The first considerable enemy that appeared against him was David King of Scots, who having taken the oath of fealty to Maud and her issue, being further engaged by the ties of blood, and stirred up through the persuasions of several English nobles, began to take up arms in her cause; and invading the northern parts, took Carlisle and Newcastle; but upon the King’s speedy approach with his forces, a peace was presently made, and the towns restored. However, the Scottish prince would, by no means, renounce his fidelity to the Empress, by paying homage to Stephen; so that an expedient was found to have it performed by his eldest son: in consideration of which the King gave, or rather restored, to him the Earldom of Huntingdon.

Upon his return to London from this expedition, he happened to fall sick of a lethargy, and it was confidently given out that he was dead. This report was, with great industry and artifice, dispersed by his enemies, which quickly discovered the ill inclination of several lords, who, although they never believed the thing, yet made use of it for an occasion or pretext to fortify their castles, which they refused to surrender to the King himself; but Stephen was resolved, as he said, to convince them that he was alive and well; for coming against them before he was expected, he recovered Exeter, Norwich,[27] and other fortified places, although not without much difficulty.

[Footnote 27: Hugh Bigod had seized Norwich Castle. [D.S.]]

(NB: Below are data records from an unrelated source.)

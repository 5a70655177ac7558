//! Sample operation URLs from an introspection document.
//!
//! Every field of the `Query` and `Mutation` object types becomes one
//! operation such as `query {user(id: <ID>) { id name }}`, percent-encoded
//! into `<endpoint>?query=...`. The `<ID>` parts are placeholders to be
//! edited by hand; the generated text is not meant to be executed as-is.
//!
//! ```
//! use gqlurl_introspect::IntrospectionResponse;
//! use gqlurl_synth::{synthesize, SynthesisOptions};
//!
//! let response: IntrospectionResponse = serde_json::from_str(r#"{
//!   "data": { "__schema": { "types": [
//!     { "kind": "OBJECT", "name": "Query", "fields": [
//!       { "name": "ping", "args": [], "type": { "kind": "SCALAR", "name": "String" } }
//!     ] }
//!   ] } }
//! }"#).unwrap();
//!
//! let urls = synthesize(&response, "https://api.example.com/graphql/", SynthesisOptions::default());
//! assert_eq!(urls.queries, ["https://api.example.com/graphql?query=query%20%7Bping%28%29%7D"]);
//! assert!(urls.mutations.is_empty());
//! ```

mod operation;
mod url;

pub use operation::{OperationKind, PlaceholderStyle, SynthesisOptions, SynthesizedOperation};
pub use url::{decode_query_component, encode_query_component, normalize_base_url, operation_url};

use gqlurl_introspect::{IntrospectionResponse, IntrospectionSchema, IntrospectionType, TypeKind};
use serde::Serialize;

/// Operation URLs grouped by root type, each in field declaration order.
#[derive(Debug, Clone, Default, PartialEq, Eq, Serialize)]
pub struct SynthesizedUrls {
    pub queries: Vec<String>,
    pub mutations: Vec<String>,
}

impl SynthesizedUrls {
    #[must_use]
    pub fn len(&self) -> usize {
        self.queries.len() + self.mutations.len()
    }

    #[must_use]
    pub fn is_empty(&self) -> bool {
        self.queries.is_empty() && self.mutations.is_empty()
    }
}

/// Operations for every field of every root object type, in document order.
pub fn root_operations(
    schema: &IntrospectionSchema,
    options: SynthesisOptions,
) -> impl Iterator<Item = SynthesizedOperation> + '_ {
    schema
        .types
        .iter()
        .filter_map(|ty| root_kind(ty).map(|kind| (kind, ty)))
        .flat_map(move |(kind, ty)| {
            ty.fields
                .iter()
                .map(move |field| SynthesizedOperation::from_field(kind, field, options))
        })
}

fn root_kind(ty: &IntrospectionType) -> Option<OperationKind> {
    if ty.kind != TypeKind::Object {
        return None;
    }
    ty.name.as_deref().and_then(OperationKind::from_root_name)
}

/// Builds the query and mutation URLs for `response` against `base_url`.
///
/// A single trailing `/` is stripped from `base_url`. A response without a
/// schema, or a schema without `Query`/`Mutation` object types, gives two
/// empty lists.
#[must_use]
#[tracing::instrument(skip(response, options))]
pub fn synthesize(
    response: &IntrospectionResponse,
    base_url: &str,
    options: SynthesisOptions,
) -> SynthesizedUrls {
    let mut urls = SynthesizedUrls::default();

    let Some(schema) = response.schema() else {
        tracing::debug!("Response has no schema, nothing to synthesize");
        return urls;
    };

    warn_on_custom_roots(schema);

    let base_url = normalize_base_url(base_url);
    for operation in root_operations(schema, options) {
        let url = operation.to_url(base_url);
        match operation.kind {
            OperationKind::Query => urls.queries.push(url),
            OperationKind::Mutation => urls.mutations.push(url),
        }
    }

    tracing::info!(
        queries = urls.queries.len(),
        mutations = urls.mutations.len(),
        "Synthesized operation URLs"
    );
    urls
}

/// Roots are matched by literal name only; say so when the schema renames them.
fn warn_on_custom_roots(schema: &IntrospectionSchema) {
    let (query, mutation) = schema.root_names();
    for (declared, kind) in [(query, OperationKind::Query), (mutation, OperationKind::Mutation)] {
        if let Some(name) = declared.filter(|name| *name != kind.root_name()) {
            tracing::warn!(
                declared = name,
                expected = kind.root_name(),
                "Root type has a custom name and will not be matched"
            );
        }
    }
}
//! GraphQL schema introspection.
//!
//! Sends the standard introspection query to an endpoint and deserializes the
//! answer into a forgiving document model.
//!
//! # Examples
//!
//! ```no_run
//! use gqlurl_introspect::execute_introspection;
//!
//! #[tokio::main]
//! async fn main() -> Result<(), Box<dyn std::error::Error>> {
//!     let introspection = execute_introspection("https://api.example.com/graphql").await?;
//!
//!     for ty in introspection.types() {
//!         println!("{} {:?}", ty.kind, ty.name);
//!     }
//!     Ok(())
//! }
//! ```

mod client;
mod error;
mod query;
mod types;

pub use client::IntrospectionClient;
pub use error::{IntrospectionError, Result};
pub use query::{execute_introspection, INTROSPECTION_QUERY, MAX_TYPE_REF_DEPTH};
pub use types::*;
//! Text rendering of the synthesized URLs and of fetch failures.

use gqlurl_introspect::IntrospectionError;
use gqlurl_synth::SynthesizedUrls;
use std::fmt::Write;

/// Both URL lists under their headings, one URL per line.
pub fn render(urls: &SynthesizedUrls) -> String {
    let mut out = String::new();
    push_section(&mut out, "Query URLs:", &urls.queries);
    out.push('\n');
    push_section(&mut out, "Mutation URLs:", &urls.mutations);
    out
}

fn push_section(out: &mut String, heading: &str, urls: &[String]) {
    out.push_str(heading);
    out.push('\n');
    for url in urls {
        out.push_str(url);
        out.push('\n');
    }
}

/// One diagnostic line per failure class, naming what went wrong and where.
/// Response bodies are appended after `: ` as received.
pub fn describe_failure(url: &str, error: &IntrospectionError) -> String {
    let mut message = String::new();
    match error {
        IntrospectionError::Network(detail) => {
            let _ = write!(message, "Error during request to {url}: {detail}");
        }
        IntrospectionError::Http(status, body) => {
            let _ = write!(message, "HTTP error {status} from {url}");
            if !body.trim().is_empty() {
                let _ = write!(message, ": {}", body.trim());
            }
        }
        IntrospectionError::Parse { body, .. } => {
            let _ = write!(message, "Invalid JSON response received from {url}: {}", body.trim());
        }
        IntrospectionError::Invalid(detail) => {
            let _ = write!(
                message,
                "Response from {url} is not an introspection result: {detail}"
            );
        }
    }
    message
}
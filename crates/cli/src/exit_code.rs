//! Exit codes for the gqlurl CLI.
//!
//! Usage errors are reported by clap with its own code (2).

/// Exit codes used by the CLI.
#[derive(Debug, Clone, Copy, PartialEq, Eq)]
#[repr(i32)]
pub enum ExitCode {
    /// The schema was fetched; the report may still be empty
    Success = 0,
    /// Introspection failed (network, HTTP status, invalid body)
    FetchError = 1,
}

impl ExitCode {
    /// Exit the process with this exit code.
    pub fn exit(self) -> ! {
        std::process::exit(self.code())
    }

    /// Get the numeric value of this exit code.
    #[must_use]
    pub const fn code(self) -> i32 {
        self as i32
    }
}

impl std::fmt::Display for ExitCode {
    fn fmt(&self, f: &mut std::fmt::Formatter<'_>) -> std::fmt::Result {
        match self {
            Self::Success => write!(f, "success"),
            Self::FetchError => write!(f, "introspection fetch error"),
        }
    }
}
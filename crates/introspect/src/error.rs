use thiserror::Error;

pub type Result<T> = std::result::Result<T, IntrospectionError>;

/// Why an introspection request produced no usable document.
#[derive(Debug, Error)]
pub enum IntrospectionError {
    /// No response at all: connection refused, DNS failure, timeout.
    #[error("Network error: {0}")]
    Network(String),

    /// A non-2xx status, with the response body.
    #[error("HTTP error {0}: {1}")]
    Http(u16, String),

    /// A 2xx response whose body is not JSON. The raw body is kept for diagnostics.
    #[error("Invalid JSON response received: {message}\n{body}")]
    Parse { message: String, body: String },

    /// Valid JSON that does not have the shape of an introspection response.
    #[error("Invalid introspection response: {0}")]
    Invalid(String),
}

impl IntrospectionError {
    /// Short label for the failure class, used in user-facing diagnostics.
    #[must_use]
    pub const fn kind(&self) -> &'static str {
        match self {
            Self::Network(_) => "network",
            Self::Http(..) => "http",
            Self::Parse { .. } => "parse",
            Self::Invalid(_) => "invalid",
        }
    }
}
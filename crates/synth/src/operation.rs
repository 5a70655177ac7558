//! A single sample operation built from one root field.

use gqlurl_introspect::{IntrospectionField, IntrospectionTypeRef, TypeKind};
use serde::Serialize;

/// Which root type a field came from.
#[derive(Debug, Clone, Copy, PartialEq, Eq, Hash, Serialize)]
#[serde(rename_all = "lowercase")]
pub enum OperationKind {
    Query,
    Mutation,
}

impl OperationKind {
    /// Matches the literal root type names `Query` and `Mutation`.
    ///
    /// Renamed roots (`schema { query: RootQuery }`) are not recognized.
    #[must_use]
    pub fn from_root_name(name: &str) -> Option<Self> {
        match name {
            "Query" => Some(Self::Query),
            "Mutation" => Some(Self::Mutation),
            _ => None,
        }
    }

    #[must_use]
    pub const fn root_name(self) -> &'static str {
        match self {
            Self::Query => "Query",
            Self::Mutation => "Mutation",
        }
    }

    /// Operation keyword used in the document text.
    #[must_use]
    pub const fn keyword(self) -> &'static str {
        match self {
            Self::Query => "query",
            Self::Mutation => "mutation",
        }
    }
}

impl std::fmt::Display for OperationKind {
    fn fmt(&self, f: &mut std::fmt::Formatter<'_>) -> std::fmt::Result {
        f.write_str(self.keyword())
    }
}

/// How an argument's type is written inside its `<...>` placeholder.
#[derive(Debug, Clone, Copy, Default, PartialEq, Eq)]
pub enum PlaceholderStyle {
    /// The `name` of the argument's type reference as-is. Wrapped types
    /// (`ID!`, `[String]`) have no name at that level and render as `<>`.
    #[default]
    Immediate,
    /// Full GraphQL type syntax, looking through wrappers: `<ID!>`.
    Unwrapped,
}

impl PlaceholderStyle {
    fn render(self, type_ref: &IntrospectionTypeRef) -> String {
        match self {
            Self::Immediate => type_ref.name.clone().unwrap_or_default(),
            Self::Unwrapped => type_ref.to_type_string(),
        }
    }
}

#[derive(Debug, Clone, Copy, Default, PartialEq, Eq)]
pub struct SynthesisOptions {
    pub placeholder_style: PlaceholderStyle,
}

/// One root field rendered as a sample operation.
#[derive(Debug, Clone, PartialEq, Eq)]
pub struct SynthesizedOperation {
    pub kind: OperationKind,
    pub field_name: String,
    /// `(argument name, placeholder type)` in declaration order.
    pub arguments: Vec<(String, String)>,
    /// Directly scalar sub-fields of the return type, in order.
    pub selection: Vec<String>,
}

impl SynthesizedOperation {
    /// Builds the operation for `field`.
    ///
    /// Only the return type's own `fields` are inspected; nested object types
    /// are never descended into.
    #[must_use]
    pub fn from_field(
        kind: OperationKind,
        field: &IntrospectionField,
        options: SynthesisOptions,
    ) -> Self {
        let arguments = field
            .args
            .iter()
            .map(|arg| {
                (
                    arg.name.clone(),
                    options.placeholder_style.render(&arg.type_ref),
                )
            })
            .collect();

        let selection = field
            .type_ref
            .fields
            .iter()
            .filter(|sub_field| sub_field.type_ref.kind == TypeKind::Scalar)
            .map(|sub_field| sub_field.name.clone())
            .collect();

        Self {
            kind,
            field_name: field.name.clone(),
            arguments,
            selection,
        }
    }

    /// The field with its arguments and, when there is one, its selection set.
    ///
    /// ```
    /// # use gqlurl_synth::{OperationKind, SynthesizedOperation};
    /// let op = SynthesizedOperation {
    ///     kind: OperationKind::Query,
    ///     field_name: "user".to_string(),
    ///     arguments: vec![("id".to_string(), "ID".to_string())],
    ///     selection: vec!["id".to_string(), "name".to_string()],
    /// };
    /// assert_eq!(op.body(), "user(id: <ID>) { id name }");
    /// assert_eq!(op.document(), "query {user(id: <ID>) { id name }}");
    /// ```
    #[must_use]
    pub fn body(&self) -> String {
        let args = self
            .arguments
            .iter()
            .map(|(name, placeholder)| format!("{name}: <{placeholder}>"))
            .collect::<Vec<_>>()
            .join(", ");

        if self.selection.is_empty() {
            format!("{}({args})", self.field_name)
        } else {
            format!(
                "{}({args}) {{ {} }}",
                self.field_name,
                self.selection.join(" ")
            )
        }
    }

    /// Full operation text: `keyword {body}`.
    #[must_use]
    pub fn document(&self) -> String {
        format!("{} {{{}}}", self.kind.keyword(), self.body())
    }

    /// The operation as a `?query=` URL against `base_url`.
    ///
    /// `base_url` is used verbatim; see [`crate::normalize_base_url`].
    #[must_use]
    pub fn to_url(&self, base_url: &str) -> String {
        crate::url::operation_url(base_url, &self.document())
    }
}

impl std::fmt::Display for SynthesizedOperation {
    fn fmt(&self, f: &mut std::fmt::Formatter<'_>) -> std::fmt::Result {
        f.write_str(&self.document())
    }
}
//! URL assembly for synthesized operations.

use percent_encoding::{percent_decode_str, utf8_percent_encode, AsciiSet, NON_ALPHANUMERIC};

/// Everything except the RFC 3986 unreserved characters and `/` is escaped.
const QUERY_COMPONENT_SET: &AsciiSet = &NON_ALPHANUMERIC
    .remove(b'_')
    .remove(b'.')
    .remove(b'-')
    .remove(b'~')
    .remove(b'/');

/// Strips a single trailing `/` from the endpoint URL.
#[must_use]
pub fn normalize_base_url(url: &str) -> &str {
    url.strip_suffix('/').unwrap_or(url)
}

/// Percent-encodes operation text for use as a query-string value.
///
/// ```
/// # use gqlurl_synth::encode_query_component;
/// assert_eq!(encode_query_component("query {me}"), "query%20%7Bme%7D");
/// ```
#[must_use]
pub fn encode_query_component(text: &str) -> String {
    utf8_percent_encode(text, QUERY_COMPONENT_SET).to_string()
}

/// Reverses [`encode_query_component`]. Returns `None` for invalid UTF-8.
#[must_use]
pub fn decode_query_component(encoded: &str) -> Option<String> {
    percent_decode_str(encoded)
        .decode_utf8()
        .ok()
        .map(std::borrow::Cow::into_owned)
}

/// `{base_url}?query={encoded document}`. `base_url` is used as given.
#[must_use]
pub fn operation_url(base_url: &str, document: &str) -> String {
    format!("{base_url}?query={}", encode_query_component(document))
}

#[cfg(test)]
mod tests {
    use super::*;

    #[test]
    fn test_normalize_base_url() {
        assert_eq!(
            normalize_base_url("https://api.example.com/graphql/"),
            "https://api.example.com/graphql"
        );
        assert_eq!(
            normalize_base_url("https://api.example.com/graphql"),
            "https://api.example.com/graphql"
        );
        assert_eq!(normalize_base_url("http://host//"), "http://host/");
        assert_eq!(normalize_base_url(""), "");
    }

    #[test]
    fn test_encode_reserved_characters() {
        assert_eq!(
            encode_query_component("user(id: <ID>) { id name }"),
            "user%28id%3A%20%3CID%3E%29%20%7B%20id%20name%20%7D"
        );
    }

    #[test]
    fn test_encode_leaves_unreserved_and_slash() {
        assert_eq!(encode_query_component("a-b_c.d~e/f"), "a-b_c.d~e/f");
        assert_eq!(encode_query_component("a+b&c=d"), "a%2Bb%26c%3Dd");
    }

    #[test]
    fn test_encode_non_ascii() {
        let encoded = encode_query_component("héllo");
        assert_eq!(encoded, "h%C3%A9llo");
        assert_eq!(decode_query_component(&encoded).as_deref(), Some("héllo"));
    }

    #[test]
    fn test_decode_invalid_utf8() {
        assert_eq!(decode_query_component("%FF"), None);
    }

    #[test]
    fn test_operation_url() {
        assert_eq!(
            operation_url("http://localhost/graphql", "query {ping()}"),
            "http://localhost/graphql?query=query%20%7Bping%28%29%7D"
        );
    }
}
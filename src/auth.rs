use rocket::http::Status;
use rocket::request::{FromRequest, Outcome, Request};

/// Fixed pre-shared session token. Every authenticated admin presents
/// this same string, so the system knows exactly one trust level:
/// "authenticated" or not. Issuance and validation are kept behind
/// `issue_token` / `validate_token` so the scheme can change without
/// touching callers.
const SESSION_TOKEN: &str = "festa-admin-session-v1";

pub fn hash_password(password: &str) -> Result<String, String> {
    bcrypt::hash(password, bcrypt::DEFAULT_COST).map_err(|e| e.to_string())
}

pub fn verify_password(password: &str, hash: &str) -> bool {
    bcrypt::verify(password, hash).unwrap_or(false)
}

pub fn issue_token() -> String {
    SESSION_TOKEN.to_string()
}

pub fn validate_token(candidate: &str) -> bool {
    candidate == SESSION_TOKEN
}

/// Guard for mutating endpoints: requires `Authorization: Bearer <token>`.
/// A missing or mismatched token fails the request with 401 before the
/// handler runs, so no write is ever attempted.
pub struct ApiToken;

#[rocket::async_trait]
impl<'r> FromRequest<'r> for ApiToken {
    type Error = ();

    async fn from_request(request: &'r Request<'_>) -> Outcome<Self, Self::Error> {
        let header = match request.headers().get_one("Authorization") {
            Some(h) => h,
            None => return Outcome::Error((Status::Unauthorized, ())),
        };

        let token = header.strip_prefix("Bearer ").unwrap_or(header).trim();
        if validate_token(token) {
            Outcome::Success(ApiToken)
        } else {
            Outcome::Error((Status::Unauthorized, ()))
        }
    }
}
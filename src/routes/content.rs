use rocket::serde::json::Json;
use rocket::State;
use serde::Deserialize;
use serde_json::{json, Value};

use crate::auth::ApiToken;
use crate::db::DbPool;
use crate::models::content::ContentPage;
use crate::routes::{bad_request, internal, not_found, ApiError};

/// One page when `key` is given, every page otherwise.
#[get("/?<key>")]
pub fn get_content(pool: &State<DbPool>, key: Option<String>) -> Result<Json<Value>, ApiError> {
    match key {
        Some(k) => {
            let page =
                ContentPage::find_by_key(pool, &k).ok_or_else(|| not_found("Content not found"))?;
            serde_json::to_value(page)
                .map(Json)
                .map_err(|e| internal("serialize content page", &e.to_string()))
        }
        None => {
            let pages = ContentPage::list(pool).map_err(|e| internal("list content", &e))?;
            serde_json::to_value(pages)
                .map(Json)
                .map_err(|e| internal("serialize content pages", &e.to_string()))
        }
    }
}

#[derive(Debug, Deserialize)]
pub struct ContentForm {
    pub key: Option<String>,
    pub content: Option<String>,
}

#[post("/", format = "json", data = "<form>")]
pub fn save_content(
    _token: ApiToken,
    pool: &State<DbPool>,
    form: Json<ContentForm>,
) -> Result<Json<Value>, ApiError> {
    let key = match form.key.as_deref() {
        Some(k) if !k.is_empty() => k,
        _ => return Err(bad_request("Key is required")),
    };
    let content = form.content.as_deref().unwrap_or("");

    ContentPage::upsert(pool, key, content).map_err(|e| internal("save content", &e))?;
    Ok(Json(json!({ "message": "Content saved", "key": key })))
}

#[delete("/?<key>")]
pub fn delete_content(
    _token: ApiToken,
    pool: &State<DbPool>,
    key: Option<String>,
) -> Result<Json<Value>, ApiError> {
    let key = match key.as_deref() {
        Some(k) if !k.is_empty() => k,
        _ => return Err(bad_request("Key is required")),
    };

    ContentPage::delete(pool, key).map_err(|e| internal("delete content", &e))?;
    Ok(Json(json!({ "message": "Content deleted", "key": key })))
}

pub fn routes() -> Vec<rocket::Route> {
    routes![get_content, save_content, delete_content]
}
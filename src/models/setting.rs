use chrono::NaiveDateTime;
use rusqlite::{params, Row};
use serde::{Deserialize, Serialize};

use crate::db::DbPool;

#[derive(Debug, Serialize, Deserialize)]
pub struct Setting {
    pub key: String,
    pub value: Option<String>,
    pub description: Option<String>,
    pub updated_at: NaiveDateTime,
}

/// One entry of the batch upsert body.
#[derive(Debug, Deserialize)]
pub struct SettingEntry {
    pub key: Option<String>,
    pub value: Option<String>,
    pub description: Option<String>,
}

impl Setting {
    fn from_row(row: &Row) -> rusqlite::Result<Self> {
        Ok(Setting {
            key: row.get("key")?,
            value: row.get("value")?,
            description: row.get("description")?,
            updated_at: row.get("updated_at")?,
        })
    }

    pub fn get(pool: &DbPool, key: &str) -> Option<String> {
        let conn = pool.get().ok()?;
        conn.query_row(
            "SELECT value FROM settings WHERE key = ?1",
            params![key],
            |row| row.get(0),
        )
        .ok()
    }

    pub fn list(pool: &DbPool) -> Result<Vec<Self>, String> {
        let conn = pool.get().map_err(|e| e.to_string())?;
        let mut stmt = conn
            .prepare("SELECT key, value, description, updated_at FROM settings ORDER BY key ASC")
            .map_err(|e| e.to_string())?;
        let rows = stmt
            .query_map([], Self::from_row)
            .map_err(|e| e.to_string())?;
        rows.collect::<rusqlite::Result<Vec<_>>>()
            .map_err(|e| e.to_string())
    }

    pub fn set(
        pool: &DbPool,
        key: &str,
        value: Option<&str>,
        description: Option<&str>,
    ) -> Result<(), String> {
        let conn = pool.get().map_err(|e| e.to_string())?;
        conn.execute(
            "INSERT INTO settings (key, value, description) VALUES (?1, ?2, ?3)
             ON CONFLICT(key) DO UPDATE SET value = excluded.value,
                                            description = excluded.description,
                                            updated_at = datetime('now')",
            params![key, value, description],
        )
        .map_err(|e| e.to_string())?;
        Ok(())
    }

    /// Apply entries independently in sequence order. Entries with an
    /// empty or missing key are skipped; a failure surfaces immediately
    /// and earlier entries stay applied, since no transaction spans the
    /// batch.
    pub fn set_many(pool: &DbPool, entries: &[SettingEntry]) -> Result<(), String> {
        for entry in entries {
            let key = match entry.key.as_deref() {
                Some(k) if !k.is_empty() => k,
                _ => continue,
            };
            Self::set(pool, key, entry.value.as_deref(), entry.description.as_deref())?;
        }
        Ok(())
    }
}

It is obvious enough to wonder how a prince of so much valour, and other excellent endowments, elected by the Church and State, after a compliance with all conditions they could impose on him, and in an age when so little regard was had to the lineal descent, lastly confirmed by the Pope himself, should be soon deserted and opposed by those very persons who had been the most instrumental to promote him. But, beside his defective title, and the undistinguished liberty of building castles, there were three circumstances which very much contributed to those perpetual revolts of the nobles against him: first, that upon his coming to the crown he was very liberal in distributing lands and honours to several young gentlemen of noble birth, who came to make their court, whereby he hoped to get the reputation of a generous prince, and to strengthen his party against the Empress: but, by this encouragement, the number of pretenders quickly grew too fast upon him; and when he had granted all he was able, he was forced to dismiss the rest with promises and excuses, who, either out of envy or discontent, or else to mend their fortunes, never failed to become his enemies upon the first occasion that offered. Secondly, when he had reduced several castles and towns which had given the first example of disaffection from him, he hardly inflicted the least punishment on the authors; which unseasonable mercy, that in another prince and another age would have been called greatness of spirit, passed in him for pusillanimity and fear, and is reckoned, by the writers of those times to have been the cause of many succeeding revolts. The third circumstance was of a different kind: for, observing how little good effect he had found by his liberality and indulgence, he would needs try the other extreme, which was not his talent. He began to infringe the articles of his charter; to recall or disown the promises he had made; and to repulse petitioners with rough treatment, which was the more unacceptable by being new and unexpected.

1137.

Mean time the Earl of Anjou, who was not in a condition to assert his wife’s title to England, hearing Stephen was employed at home, entered Normandy with small force, and found it no difficult matter to seize several towns. The Normans, in the present distraction of affairs, not well knowing what prince to obey, at last sent an invitation to Theobald Earl of Blois, King Stephen’s eldest brother, to accept their dukedom upon the condition of protecting them from the present insults of the Earl of Anjou. But before this matter could come to an issue, Stephen, who, upon reduction of the towns already mentioned, had found a short interval of quiet from his English subjects, arrived with unexpected speed into Normandy; where Geoffrey of Anjou soon fled before him, and the whole duchy came over to his obedience; for the further settlement whereof he made peace with the King of France; constituted his son Eustace Duke of Normandy; and made him swear fealty to that Prince, and do him homage. His brother Theobald, who began to expostulate upon this disappointment, he pacified with a pension of two thousand marks:[28] and even the Earl of Anjou himself, who, in right of his wife, made demands of Stephen for the kingdom of England, finding he was no equal match at present, was persuaded to become his pensioner for five thousand more.[29]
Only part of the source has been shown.